The first test flights will take place next year.
Last Friday, NASA announced the first crew to fly into space, since their shuttle project officially stopped in 2011. The group of veteran astronauts who have just made public appearances will be a pleasure. NASA's hope for a new era of space travel.
This crew of astronauts will not travel to space by ship developed by NASA, but will be a ship from SpaceX and Boeing cooperation projects. These two leading companies are working on a project that provides a simple service called a passenger taxi to the ISS International Space Station.
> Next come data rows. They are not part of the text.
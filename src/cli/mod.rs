//! CLI module - argument parsing and command dispatch

pub mod args;
pub mod commands;
pub mod helpers;
pub mod output;

pub use args::{Cli, Commands, GlobalOpts, OutputFormat};
//! Store record types
//!
//! Rows read from the entity store and the payloads built from them.

use chrono::{DateTime, Utc};
use serde::Serialize;

// =========================================================================
// Catalog
// =========================================================================

#[derive(Debug, Clone, PartialEq, Eq, Serialize)]
pub struct Product {
    pub id: i64,
    pub name: String,
    pub description: String,
}

#[derive(Debug, Clone, PartialEq, Eq, Serialize)]
pub struct Category {
    pub id: i64,
    pub product_id: i64,
    pub name: String,
}

/// A tag, unique by name
#[derive(Debug, Clone, PartialEq, Eq, Serialize)]
pub struct Tag {
    pub id: i64,
    pub name: String,
}

/// A component, unique by (name, product)
#[derive(Debug, Clone, PartialEq, Eq, Serialize)]
pub struct Component {
    pub id: i64,
    pub name: String,
    pub product_id: i64,
    pub description: String,
}

// =========================================================================
// Test Cases
// =========================================================================

/// Scalar test case fields that the RPC surface may overwrite
#[derive(Debug, Clone, Copy, PartialEq, Eq, Hash, PartialOrd, Ord)]
pub enum CaseField {
    Summary,
    Text,
    Notes,
    Requirement,
    Script,
    Arguments,
    ExtraLink,
}

impl CaseField {
    pub const ALL: [CaseField; 7] = [
        CaseField::Summary,
        CaseField::Text,
        CaseField::Notes,
        CaseField::Requirement,
        CaseField::Script,
        CaseField::Arguments,
        CaseField::ExtraLink,
    ];

    /// Column name in `test_cases`; also the key accepted over the wire
    pub fn column(&self) -> &'static str {
        match self {
            CaseField::Summary => "summary",
            CaseField::Text => "text",
            CaseField::Notes => "notes",
            CaseField::Requirement => "requirement",
            CaseField::Script => "script",
            CaseField::Arguments => "arguments",
            CaseField::ExtraLink => "extra_link",
        }
    }
}

impl std::fmt::Display for CaseField {
    fn fmt(&self, f: &mut std::fmt::Formatter<'_>) -> std::fmt::Result {
        write!(f, "{}", self.column())
    }
}

impl std::str::FromStr for CaseField {
    type Err = String;

    fn from_str(s: &str) -> Result<Self, Self::Err> {
        CaseField::ALL
            .into_iter()
            .find(|field| field.column() == s)
            .ok_or_else(|| {
                format!(
                    "Unknown field '{}'. Updatable fields: {}",
                    s,
                    CaseField::ALL.map(|f| f.column()).join(", ")
                )
            })
    }
}

/// A test case row joined with its category's product
#[derive(Debug, Clone, PartialEq, Eq, Serialize)]
pub struct TestCase {
    pub id: i64,
    pub summary: String,
    pub text: String,
    pub notes: String,
    pub requirement: String,
    pub script: String,
    pub arguments: String,
    pub extra_link: String,
    pub author: String,
    pub create_date: DateTime<Utc>,
    pub category_id: i64,
    pub product_id: i64,
}

impl TestCase {
    pub fn field(&self, field: CaseField) -> &str {
        match field {
            CaseField::Summary => &self.summary,
            CaseField::Text => &self.text,
            CaseField::Notes => &self.notes,
            CaseField::Requirement => &self.requirement,
            CaseField::Script => &self.script,
            CaseField::Arguments => &self.arguments,
            CaseField::ExtraLink => &self.extra_link,
        }
    }
}

/// Values for inserting a test case
#[derive(Debug, Clone)]
pub struct NewTestCase {
    pub category_id: i64,
    pub summary: String,
    pub text: String,
    pub author: String,
}

/// Full test case payload returned by update and component calls
#[derive(Debug, Clone, PartialEq, Eq, Serialize)]
pub struct CaseRecord {
    pub case_id: i64,
    pub summary: String,
    pub text: String,
    pub notes: String,
    pub requirement: String,
    pub script: String,
    pub arguments: String,
    pub extra_link: String,
    pub author: String,
    pub create_date: DateTime<Utc>,
    pub category_id: i64,
    pub product_id: i64,
    /// Attached tag ids
    pub tag: Vec<i64>,
    /// Attached component ids
    pub component: Vec<i64>,
}

impl CaseRecord {
    pub fn new(case: TestCase, tag: Vec<i64>, component: Vec<i64>) -> Self {
        Self {
            case_id: case.id,
            summary: case.summary,
            text: case.text,
            notes: case.notes,
            requirement: case.requirement,
            script: case.script,
            arguments: case.arguments,
            extra_link: case.extra_link,
            author: case.author,
            create_date: case.create_date,
            category_id: case.category_id,
            product_id: case.product_id,
            tag,
            component,
        }
    }
}

/// Row returned by filter queries
#[derive(Debug, Clone, PartialEq, Eq, Serialize)]
pub struct CaseSummary {
    pub case_id: i64,
    pub summary: String,
    pub category_id: i64,
    pub product_id: i64,
    pub author: String,
    pub create_date: DateTime<Utc>,
}
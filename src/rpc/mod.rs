//! RPC surface over the test case store
//!
//! Handlers in [`testcase`] return typed [`RpcError`]s; the [`dispatch`]
//! layer routes method names and turns those errors into wire faults.

pub mod dispatch;
pub mod error;
pub mod filter;
pub mod testcase;

pub use dispatch::{Dispatcher, Method, Request, Response};
pub use error::{Fault, RpcError};
pub use filter::CaseFilter;
pub use testcase::TestCaseService;
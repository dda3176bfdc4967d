//! casebook: a permission-checked RPC core for test case records
//!
//! Test cases, their tags, components and notification lists live in a
//! SQLite store under `.casebook/`. Every mutation goes through
//! [`rpc::Dispatcher`], which authorizes the caller against the team roster
//! before touching the store.

pub mod cli;
pub mod core;
pub mod rpc;
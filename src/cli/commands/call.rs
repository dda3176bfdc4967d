//! `casebook call` command - invoke one RPC method

use miette::{miette, IntoDiagnostic, Result};
use serde_json::Value;

use crate::cli::helpers::Workspace;
use crate::cli::output::print_value;
use crate::cli::GlobalOpts;
use crate::rpc::Method;

#[derive(clap::Args, Debug)]
#[command(after_help = method_help())]
pub struct CallArgs {
    /// Method name, e.g. TestCase.add_tag
    pub method: String,

    /// Positional params as a JSON array, e.g. '[1, "smoke"]'
    #[arg(default_value = "[]")]
    pub params: String,
}

fn method_help() -> String {
    let mut help = String::from("Methods:\n");
    for method in Method::ALL {
        help.push_str(&format!("  {:<32} {}\n", method.name(), method.signature()));
    }
    help
}

pub fn run(args: CallArgs, global: &GlobalOpts) -> Result<()> {
    let workspace = Workspace::open(global)?;
    let roster = workspace.roster()?;
    let caller = workspace.caller(&roster, global)?;

    let params: Value = serde_json::from_str(&args.params)
        .into_diagnostic()
        .map_err(|e| miette!("params must be JSON: {}", e))?;

    let dispatcher = workspace.dispatcher(roster);
    let result = dispatcher.call(&caller, &args.method, params)?;

    if !(global.quiet && result.is_null()) {
        print_value(&result, global.output_format())?;
    }
    Ok(())
}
During the ceremony at the Johnson Space Center, NASA director Jim Bridenstine stood on the stage introducing each new crew member. The astronauts split into two groups: one will work for SpaceX and one will work for Boeing.
During the first test flight of Boeing's Starliner, NASA selected astronauts Eric Boe and Nicole Mann to fly with Boeing expert Chris Ferguson. Astronaut Bob Behnken and Doug Hurley will conduct a flight test of SpaceX's Dragon ship.
During the first trip to the ISS station, two astronautSunita Williams and Josh Cassada will fly for Boeing; The crew of Victor Glover and Michael Hopkins will fly with Dragon.
"It's really a unique opportunity in life," said Mann, an astronaut who officially entered the industry in 2013.
" The journey with the spacecraft will be what you always dreamed of as a test pilot," said astronaut Hurley, who was on the last shuttle.
From top to bottom, left to right: Sunita Williams, Bob Behnken, Doug Hurley and Eric Boe.
During an interview, NASA director Jim Bridenstine compared the newly selected astronaut team to Mecury 7 - seven astronauts flew to test at the dawn of the Space Era, their achievements were built. into The Right Stuff.
"The Mercury 7 team and the teams we just announced all have the same spirit. After all these years, the spirit still doesn't go away."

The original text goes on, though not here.